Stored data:
_ _ _ _
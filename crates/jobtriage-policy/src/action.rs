//! Operator actions for a call-level route

use jobtriage_core::RecommendedRoute;
use serde::{Deserialize, Serialize};
use std::fmt;

/// Next action offered to the call handler
#[derive(Debug, Clone, Copy, PartialEq, Eq, Hash, Serialize, Deserialize)]
pub enum CallAction {
    #[serde(rename = "Book Job")]
    BookJob,
    #[serde(rename = "Send Video Request")]
    SendVideoRequest,
    #[serde(rename = "Schedule Visit")]
    ScheduleVisit,
    #[serde(rename = "Refer to Specialist")]
    ReferToSpecialist,
}

impl CallAction {
    /// Button label shown to the operator
    pub fn label(&self) -> &'static str {
        match self {
            Self::BookJob => "Book Job",
            Self::SendVideoRequest => "Send Video Request",
            Self::ScheduleVisit => "Schedule Visit",
            Self::ReferToSpecialist => "Refer to Specialist",
        }
    }
}

impl From<RecommendedRoute> for CallAction {
    fn from(route: RecommendedRoute) -> Self {
        match route {
            RecommendedRoute::Instant => Self::BookJob,
            RecommendedRoute::Video => Self::SendVideoRequest,
            RecommendedRoute::Visit => Self::ScheduleVisit,
            RecommendedRoute::Refer => Self::ReferToSpecialist,
        }
    }
}

impl fmt::Display for CallAction {
    fn fmt(&self, f: &mut fmt::Formatter<'_>) -> fmt::Result {
        f.write_str(self.label())
    }
}

#[cfg(test)]
mod tests {
    use super::*;

    #[test]
    fn test_route_to_action() {
        assert_eq!(CallAction::from(RecommendedRoute::Instant), CallAction::BookJob);
        assert_eq!(CallAction::from(RecommendedRoute::Refer).label(), "Refer to Specialist");
    }

    #[test]
    fn test_serializes_as_label() {
        let json = serde_json::to_string(&CallAction::SendVideoRequest).unwrap();
        assert_eq!(json, "\"Send Video Request\"");
    }
}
_ _ _ _
● **Exercise directions**:
Take every line from the data that contains the word "CallAction".

● **Solved problem**:
pub enum CallAction {
impl CallAction {
impl From<RecommendedRoute> for CallAction {
impl fmt::Display for CallAction {
        assert_eq!(CallAction::from(RecommendedRoute::Instant), CallAction::BookJob);
        assert_eq!(CallAction::from(RecommendedRoute::Refer).label(), "Refer to Specialist");
        let json = serde_json::to_string(&CallAction::SendVideoRequest).unwrap();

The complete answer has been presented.